Agent Authentication¶
This page explains how an agent authenticates as itself to SigID and receives an agent-scoped access token. For delegation (agents acting on behalf of users), see Delegation & Token Exchange.
What this page is for¶
- Authenticating an autonomous agent using challenge-response
- Setting up internal services with client credentials
- Understanding the token shape and validation requirements for agent tokens
- Troubleshooting common authentication failures
This page assumes you have already registered an agent. See Agent Registration if you need to create an agent first.
Agent identity¶
An agent identity consists of:
- Agent ID – UUID identifying the agent
- Keys – One or more registered signing keys (Ed25519, ES256, ES256K, BIP340)
- Capabilities – Declared agent capabilities (e.g.,
web,mcp) - Key fingerprint – Hex-encoded SHA-256 hash of the public key
See Agent Registration to create an agent identity.
Before you start¶
You will need:
- Agent record – A registered agent in your tenant
- Active key – A registered, active key for challenge-response, or a confidential OAuth application for client credentials
- Key fingerprint – Hex-encoded SHA-256 fingerprint of the public key
- Allowed scopes – Scopes must be in the agent allowlist:
openid,profile,email,offline_access,wallet:sign,vault:read - Issuer URL – Your SigID issuer URL (e.g.,
https://auth.example.com)
Choose an authentication method¶
| Method | Use case | Key requirements | Token type |
|---|---|---|---|
| Challenge-response | Autonomous agents that hold their own signing keys | Registered public key, key fingerprint | Agent-scoped access token |
| Client credentials | Internal services, legacy automation | Confidential OAuth application with client_credentials grant enabled |
Agent-scoped access token |
| Token exchange | Agent acting on behalf of a user | User token + agent token | Delegated token (see Delegation & Token Exchange) |
Challenge-response authentication¶
Challenge-response is the recommended method for autonomous agents.
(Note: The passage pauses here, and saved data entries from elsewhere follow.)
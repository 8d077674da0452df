//! Attachment operations for Confluence API.

use rand::RngExt;
use tracing::info;

use super::{ConfluenceClient, checked_body};
use crate::error::ConfluenceError;
use crate::types::{Attachment, AttachmentUpload, AttachmentsResponse};

/// Attachments requested per listing call.
const PAGE_SIZE: usize = 200;

impl ConfluenceClient {
    /// Create or replace an attachment by title.
    pub(crate) fn upload_attachment(
        &self,
        page_id: &str,
        upload: &AttachmentUpload<'_>,
    ) -> Result<Attachment, ConfluenceError> {
        let url = format!("{}/content/{}/child/attachment", self.api_url(), page_id);

        info!(
            "Uploading attachment '{}' to page {}",
            upload.file_name, page_id
        );

        let boundary = format!("----PagesyncBoundary{:016x}", rand::rng().random::<u64>());
        let body = multipart_body(&boundary, upload);

        let response = self
            .agent
            .put(&url)
            .header("Authorization", &self.auth_header)
            .header(
                "Content-Type",
                &format!("multipart/form-data; boundary={boundary}"),
            )
            .header("X-Atlassian-Token", "nocheck")
            .header("Accept", "application/json")
            .send(&body[..])?;

        let response: AttachmentsResponse = checked_body(response)?.read_json()?;
        response.results.into_iter().next().ok_or_else(|| {
            ConfluenceError::UnexpectedResponse(format!(
                "empty attachment response for '{}'",
                upload.file_name
            ))
        })
    }

    /// List all attachments on a page, following pagination.
    pub(crate) fn list_attachments(&self, page_id: &str) -> Result<Vec<Attachment>, ConfluenceError> {
        info!("Getting attachments for page {}", page_id);

        let mut attachments = Vec::new();
        loop {
            let url = format!(
                "{}/content/{}/child/attachment?limit={}&start={}",
                self.api_url(),
                page_id,
                PAGE_SIZE,
                attachments.len()
            );

            let response = self
                .agent
                .get(&url)
                .header("Authorization", &self.auth_header)
                .header("Accept", "application/json")
                .call()?;

            let page: AttachmentsResponse = checked_body(response)?.read_json()?;
            let has_next = page.has_next() && !page.results.is_empty();
            attachments.extend(page.results);
            if !has_next {
                return Ok(attachments);
            }
        }
    }
}

/// Build a multipart form with `file`, `comment` and `minorEdit` parts.
fn multipart_body(boundary: &str, upload: &AttachmentUpload<'_>) -> Vec<u8> {
    let mut body = Vec::new();

    body.extend_from_slice(format!("--{boundary}\r\n").as_bytes());
    body.extend_from_slice(
        format!(
            "Content-Disposition: form-data; name=\"file\"; filename=\"{}\"\r\n",
            escape_filename(upload.file_name)
        )
        .as_bytes(),
    );
    body.extend_from_slice(format!("Content-Type: {}\r\n\r\n", upload.content_type).as_bytes());
    body.extend_from_slice(upload.data);
    body.extend_from_slice(b"\r\n");

    for (name, value) in [("comment", upload.comment), ("minorEdit", "false")] {
        body.extend_from_slice(format!("--{boundary}\r\n").as_bytes());
        body.extend_from_slice(
            format!("Content-Disposition: form-data; name=\"{name}\"\r\n\r\n").as_bytes(),
        );
        body.extend_from_slice(value.as_bytes());
        body.extend_from_slice(b"\r\n");
    }

    body.extend_from_slice(format!("--{boundary}--\r\n").as_bytes());
    body
}

/// Escape a quoted multipart parameter the way browsers do.
fn escape_filename(name: &str) -> String {
    name.replace('"', "%22")
        .replace('\r', "%0D")
        .replace('\n', "%0A")
}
The agent proves possession of a registered signing key by signing a challenge from SigID.
1. Request a challenge¶
Request
curl -sS "$SIGID_ISSUER_URL/auth/agent/challenge" \
-X POST \
-H "content-type: application/json" \
-d '{
"key_fingerprint": "0123456789abcdef0123456789abcdef0123456789abcdef0123456789abcdef",
"scope": "openid wallet:sign"
}'
Response
{
"challenge_id": "01234567-89ab-cdef-0123-456789abcdef",
"nonce": "9f86d081884c7d659a2feaa0c55ad015a3bf4f1b2b0b822cd15d6c15b0f00a08",
"timestamp": "2025-01-14T10:30:00Z",
"expires_at": "2025-01-14T10:35:00Z",
"audience": "https://auth.example.com",
"client_id": "sigid-agent",
"scope_hash": "a1b2c3d4...",
"key_fingerprint": "0123456789abcdef0123456789abcdef0123456789abcdef0123456789abcdef",
"algorithm": "ed25519"
}
Field notes
challenge_id– Unique identifier for this challengenonce– Random 32-byte value (hex-encoded), used only oncetimestamp/expires_at– Challenge validity window (typically 5 minutes)audience– The SigID issuer URLclient_id– Alwayssigid-agentfor agent challengesscope_hash– SHA-256 hash of the sorted, deduplicated scopes (not the raw scopes)key_fingerprint– The key that must sign this challengealgorithm– Signature algorithm:ed25519,es256,es256k, orbip340
2. Build the canonical payload¶
SigID uses the SIGID-CHALLENGE-V1 format for signing. Canonicalize the challenge response as follows:
SIGID-CHALLENGE-V1
nonce:{nonce}
timestamp:{unix_seconds}
expires_at:{unix_seconds}
audience:{audience}
client_id:{client_id}
scope_hash:{scope_hash}
key_fingerprint:{key_fingerprint}
algorithm:{algorithm}
Example
SIGID-CHALLENGE-V1
nonce:9f86d081884c7d659a2feaa0c55ad015a3bf4f1b2b0b822cd15d6c15b0f00a08
timestamp:1736847800
expires_at:1736848100
audience:https://auth.example.com
client_id:sigid-agent
scope_hash:a1b2c3d4e5f6...
key_fingerprint:0123456789abcdef0123456789abcdef0123456789abcdef0123456789abcdef
algorithm:ed25519
Important
- Use unix seconds (not ISO8601) for
timestampandexpires_at - Escape backslashes and control characters in string fields
- Sign the exact byte sequence (UTF-8)
3. Sign the payload¶
Sign the canonicalized payload using your registered private key. The signature must be base64-encoded.
Example (Ed25519)
import base64
from nacl.signing import SigningKey
canonical = b"SIGID-CHALLENGE-V1\nnonce:..."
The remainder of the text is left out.